Malgré l'unanimité, l'accusation a continué de contester cette conclusion. Le procureur Elderkin, dans ses soumissions, a relevé des problèmes méthodologiques, estimant que les résultats auraient été différents s'ils n'avaient pas par moments fait leurs examens par vidéo conférence. Selon lui, la barrière linguistique qui a nécessité les services d'un interprète auraient aussi altéré les résultats. Il n'a pas écarté le fait que les résultats les plus récents auraient pu être la conséquence d'infections subies par l'accusé peu de temps avant leurs examens, et qu'une amélioration dans un proche avenir est probable. « Kabuga comprend la nature des charges portées contre lui et les conséquences qui en découlent, s'il est dûment représenté, il peut subir son procès » affirme le représentant de l'accusation, qui suggère « qu'alternativement la chambre puisse procéder à l'examen des faits », sans l'accusé.
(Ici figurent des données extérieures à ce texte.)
//! Typed identifiers shared across the workspace.

use serde::{Deserialize, Serialize};
use uuid::Uuid;

/// Unique identifier for an order.
///
/// Wraps a UUID to provide type safety and prevent mixing up order IDs
/// with other UUID-based identifiers.
#[derive(Debug, Clone, Copy, PartialEq, Eq, Hash, Serialize, Deserialize)]
#[serde(transparent)]
pub struct OrderId(Uuid);

impl OrderId {
    /// Creates a new random order ID.
    pub fn new() -> Self {
        Self(Uuid::new_v4())
    }

    /// Creates an order ID from an existing UUID.
    pub fn from_uuid(uuid: Uuid) -> Self {
        Self(uuid)
    }

    /// Returns the underlying UUID.
    pub fn as_uuid(&self) -> Uuid {
        self.0
    }
}

impl Default for OrderId {
    fn default() -> Self {
        Self::new()
    }
}

impl std::fmt::Display for OrderId {
    fn fmt(&self, f: &mut std::fmt::Formatter<'_>) -> std::fmt::Result {
        write!(f, "{}", self.0)
    }
}

impl From<Uuid> for OrderId {
    fn from(uuid: Uuid) -> Self {
        Self(uuid)
    }
}

/// Unique identifier for a customer.
#[derive(Debug, Clone, Copy, PartialEq, Eq, Hash, Serialize, Deserialize)]
#[serde(transparent)]
pub struct CustomerId(Uuid);

impl CustomerId {
    /// Creates a new random customer ID.
    pub fn new() -> Self {
        Self(Uuid::new_v4())
    }

    /// Creates a customer ID from an existing UUID.
    pub fn from_uuid(uuid: Uuid) -> Self {
        Self(uuid)
    }

    /// Returns the underlying UUID.
    pub fn as_uuid(&self) -> Uuid {
        self.0
    }
}

impl Default for CustomerId {
    fn default() -> Self {
        Self::new()
    }
}

impl std::fmt::Display for CustomerId {
    fn fmt(&self, f: &mut std::fmt::Formatter<'_>) -> std::fmt::Result {
        write!(f, "{}", self.0)
    }
}

impl From<Uuid> for CustomerId {
    fn from(uuid: Uuid) -> Self {
        Self(uuid)
    }
}

/// Unique identifier for a product variant.
#[derive(Debug, Clone, Copy, PartialEq, Eq, Hash, Serialize, Deserialize)]
#[serde(transparent)]
pub struct VariantId(Uuid);

impl VariantId {
    /// Creates a new random variant ID.
    pub fn new() -> Self {
        Self(Uuid::new_v4())
    }

    /// Creates a variant ID from an existing UUID.
    pub fn from_uuid(uuid: Uuid) -> Self {
        Self(uuid)
    }

    /// Returns the underlying UUID.
    pub fn as_uuid(&self) -> Uuid {
        self.0
    }
}

impl Default for VariantId {
    fn default() -> Self {
        Self::new()
    }
}

impl std::fmt::Display for VariantId {
    fn fmt(&self, f: &mut std::fmt::Formatter<'_>) -> std::fmt::Result {
        write!(f, "{}", self.0)
    }
}

/// Unique identifier for a seller.
#[derive(Debug, Clone, Copy, PartialEq, Eq, Hash, Serialize, Deserialize)]
#[serde(transparent)]
pub struct SellerId(Uuid);

impl SellerId {
    /// Creates a new random seller ID.
    pub fn new() -> Self {
        Self(Uuid::new_v4())
    }

    /// Creates a seller ID from an existing UUID.
    pub fn from_uuid(uuid: Uuid) -> Self {
        Self(uuid)
    }

    /// Returns the underlying UUID.
    pub fn as_uuid(&self) -> Uuid {
        self.0
    }
}

impl Default for SellerId {
    fn default() -> Self {
        Self::new()
    }
}

impl std::fmt::Display for SellerId {
    fn fmt(&self, f: &mut std::fmt::Formatter<'_>) -> std::fmt::Result {
        write!(f, "{}", self.0)
    }
}

/// Unique identifier for an inventory reservation row.
#[derive(Debug, Clone, Copy, PartialEq, Eq, Hash, Serialize, Deserialize)]
#[serde(transparent)]
pub struct ReservationId(Uuid);

impl ReservationId {
    /// Creates a new random reservation ID.
    pub fn new() -> Self {
        Self(Uuid::new_v4())
    }

    /// Creates a reservation ID from an existing UUID.
    pub fn from_uuid(uuid: Uuid) -> Self {
        Self(uuid)
    }

    /// Returns the underlying UUID.
    pub fn as_uuid(&self) -> Uuid {
        self.0
    }
}

impl Default for ReservationId {
    fn default() -> Self {
        Self::new()
    }
}

impl std::fmt::Display for ReservationId {
    fn fmt(&self, f: &mut std::fmt::Formatter<'_>) -> std::fmt::Result {
        write!(f, "{}", self.0)
    }
}

/// Unique identifier for an inventory ledger record.
#[derive(Debug, Clone, Copy, PartialEq, Eq, Hash, Serialize, Deserialize)]
#[serde(transparent)]
pub struct InventoryRecordId(Uuid);

impl InventoryRecordId {
    /// Creates a new random inventory record ID.
    pub fn new() -> Self {
        Self(Uuid::new_v4())
    }

    /// Creates an inventory record ID from an existing UUID.
    pub fn from_uuid(uuid: Uuid) -> Self {
        Self(uuid)
    }

    /// Returns the underlying UUID.
    pub fn as_uuid(&self) -> Uuid {
        self.0
    }
}

impl Default for InventoryRecordId {
    fn default() -> Self {
        Self::new()
    }
}

impl std::fmt::Display for InventoryRecordId {
    fn fmt(&self, f: &mut std::fmt::Formatter<'_>) -> std::fmt::Result {
        write!(f, "{}", self.0)
    }
}

/// Idempotency token identifying a single logical stock hold.
///
/// Re-submission with the same key must not double-reserve: a key
/// identifies at most one reservation, ever.
#[derive(Debug, Clone, PartialEq, Eq, Hash, Serialize, Deserialize)]
#[serde(transparent)]
pub struct ReservationKey(String);

impl ReservationKey {
    /// Wraps an existing key value.
    pub fn new(key: impl Into<String>) -> Self {
        Self(key.into())
    }

    /// Generates a fresh orchestration-scoped key.
    ///
    /// Keys generated here cannot collide across orders, which is what
    /// makes the per-item reservations of one order independent of every
    /// other order's.
    pub fn generate() -> Self {
        Self(format!("rsv-{}", Uuid::new_v4()))
    }

    /// Returns the key as a string slice.
    pub fn as_str(&self) -> &str {
        &self.0
    }
}

impl std::fmt::Display for ReservationKey {
    fn fmt(&self, f: &mut std::fmt::Formatter<'_>) -> std::fmt::Result {
        write!(f, "{}", self.0)
    }
}

impl From<String> for ReservationKey {
    fn from(s: String) -> Self {
        Self(s)
    }
}

impl From<&str> for ReservationKey {
    fn from(s: &str) -> Self {
        Self(s.to_string())
    }
}

/// Human-readable, unique order number (e.g. `ORD-9F2C41D07A3B`).
#[derive(Debug, Clone, PartialEq, Eq, Hash, Serialize, Deserialize)]
#[serde(transparent)]
pub struct OrderNumber(String);

impl OrderNumber {
    /// Wraps an existing order number.
    pub fn new(number: impl Into<String>) -> Self {
        Self(number.into())
    }

    /// Generates a fresh candidate order number.
    ///
    /// Uniqueness is still enforced by the store's unique constraint; the
    /// random suffix only makes collisions vanishingly unlikely.
    pub fn generate() -> Self {
        let suffix = Uuid::new_v4().simple().to_string();
        Self(format!("ORD-{}", suffix[..12].to_uppercase()))
    }

    /// Returns the order number as a string slice.
    pub fn as_str(&self) -> &str {
        &self.0
    }
}

impl std::fmt::Display for OrderNumber {
    fn fmt(&self, f: &mut std::fmt::Formatter<'_>) -> std::fmt::Result {
        write!(f, "{}", self.0)
    }
}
Les juges ont mis la question en délibéré, et la décision est attendue d'un moment à l'autre.

LE PRÉCÉDENT CAMBODGIEN

S'il était déclaré inapte à suivre son procès, Félicien Kabuga ne serait pas le premier dans l'histoire de la justice internationale. L'ancienne ministre des Affaires sociales du gouvernement Khmer Rouge du Cambodge, Ieng Thirith avait, en 2011, été jugé inapte à un procès pour des raisons neurologiques (maladie d'Alzheimer). Après une tentative de traitement médical, elle est finalement remise en liberté en septembre 2012, la Chambre estimant « que la perte de mémoire à long et à court terme dont était victime Ieng Thirith l'empêcherait de comprendre suffisamment le déroulement du procès pour pouvoir donner des instructions à ses avocats et participer effectivement à sa défense » et « qu'il n'existait aucune perspective raisonnable que l'accusée recouvre les fonctions cognitives qui la rendraient apte à être jugée dans un avenir prévisible. » Elle est décédée trois ans plus tard.